Please, any comments and no matter what, I will not take offence.


----------



## Pesky Wesky (May 10, 2009)

Leper said:


> Last summer at Garrucha market I noticed a well spoken elderly lady next to me buying bedclothes from a stall dealer. She wanted king size sheets, duvet etc. The Vendor was selling her double size bed stuff.
> 
> I knew the English lady was being given what she did not want, but she spoke no Spanish and the saleslady spoke no English. My Spanish is good, therefore, I interrupted and attempted to inform the English lady of what she was purchasing. My Irish accent is as broad as a runway in Heathrow and I am proud of my Irishness. The lady informed me that she did not ask for my assistance (true!) and did not need any of my advice.
> 
> ...


If your best friends are from the UK you must be doing something right somewhere, I mean some people have obviously seen past whatever it is that the sheets lady didn't or couldn't. However, that doesn't mean that there isn't room for improvement. You can't change your Irishness and hopefully you wouldn't need to, but maybe you have a loud voice, an abrupt manner, a know it all attitude that people don't like???
I would ask your friends if I were you, giving the same examples you have given here, after all they are the ones that know you.
Good luck, and have an open mind


----------



## alborino (Dec 13, 2014)

Leper said:


> Last summer at Garrucha market I noticed a well spoken elderly lady next to me buying bedclothes from a stall dealer. She wanted king size sheets, duvet etc. The Vendor was selling her double size bed stuff.
> 
> I knew the English lady was being given what she did not want, but she spoke no Spanish and the saleslady spoke no English. My Spanish is good, therefore, I interrupted and attempted to inform the English lady of what she was purchasing. My Irish accent is as broad as a runway in Heathrow and I am proud of my Irishness. The lady informed me that she did not ask for my assistance (true!) and did not need any of my advice.
> 
> ...


Leper there are sad people in the world and maybe by chance you bumped into several in a short period of time but just a couple of thoughts:

-- People sometimes get very embarrassed at their inability to communicate and thus when someone comes along who is more capable than them their first instinct can be to get defensive. 

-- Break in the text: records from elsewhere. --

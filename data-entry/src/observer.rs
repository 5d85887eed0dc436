//! Live views of a single vault file
//!
//! An [`Observer`] tracks one path. It resolves the path once when opened,
//! loads the file eagerly, then keeps its cached value current by listening to
//! the vault's `create`, `delete`, `modify` and `rename` events for that path.
//! Writes go straight to the vault. Frontmatter writes reach the cache when the
//! vault reports the change back; contents writes update it as they complete.
//!
//! Two flavours share the machinery:
//!
//! - [`FrontmatterObserver`] caches the parsed frontmatter of a note. Refreshes
//!   read the host's metadata cache and happen inline with the event.
//! - [`ContentsObserver`] caches the raw text of a file. Refreshes read the
//!   file asynchronously on a spawned task. A read that a delete, a rename or
//!   a write overtook is dropped when it completes.
//!
//! State is published through a [`tokio::sync::watch`] channel so views can
//! await changes. A rename of the tracked file moves the observer to
//! [`FileState::Renamed`]; it does not follow the file. Consumers open a new
//! observer on the new path.
//!
//! Overlapping writes are not sequenced against each other. The last one the
//! host applies wins.

use std::collections::HashMap;
use std::fmt;
use std::sync::atomic::{AtomicU64, Ordering};
use std::sync::{Arc, Mutex, MutexGuard, PoisonError, Weak};

use tokio::sync::watch;
use tracing::{debug, trace, warn};

use crate::error::FileError;
use crate::vault::{
    Entry, EventKind, FileHandle, Frontmatter, Handler, Subscription, Vault, VaultEvent,
};

fn lock<T>(mutex: &Mutex<T>) -> MutexGuard<'_, T> {
    mutex.lock().unwrap_or_else(PoisonError::into_inner)
}

/// Where an observer stands with its path.
#[derive(Debug, Clone, PartialEq, Eq)]
pub enum FileState {
    /// The path has not been looked up yet.
    Unresolved,
    /// A file exists at the path.
    Resolved,
    /// Nothing exists at the path.
    NotFound,
    /// The path is a folder.
    NotAFile,
    /// The tracked file moved. The observer keeps its last value but refuses writes.
    Renamed { from: String, to: String },
    /// The most recent write to the path failed.
    Error(String),
}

-- In some circumstances if your accent is strong, and they were tuned to spanish sounds at that moment, could it be that they didn't understand you and then didn't know how to handle it?

I'm surprised you have found this a specific problem as you Irish travel well and I believe are very well received in most places around the globe. 

I cannot believe there is any anti Irish element to this. Just use that sunny Irish smile of yours for a few weeks, try talking a little slower if your accent is that strong, and then reassess. 

Personally as an Englishman with the cross of St George running through me like a stick of rock, I'll still be shouting the Irish on in the 6 nations against everyone except on the 1st March


----------



## thrax (Nov 13, 2008)

Just before Christmas I took delivery of a turkey and the English lady in front asked the guy selling them if they would keep until Christmas day or should she freeze it. I told her one option was to brine it (soak it in slat water for 2 days) which would ensure it remained fresh until required. She told me to shut up as she hadn't asked for my advice. When she left, the guy selling them, a butcher (and a very good one), said that he thought my advice was great and that he would pass it on to other customers. As for his previous customer - he used a centrally located finger pointing in a generally upward fashion...

Some people simply don't want advice however well offered, so probably nothing to worry about Leper.


----------



## Pesky Wesky (May 10, 2009)

thrax said:


> Some people simply don't want advice however well offered, so probably nothing to worry about Leper.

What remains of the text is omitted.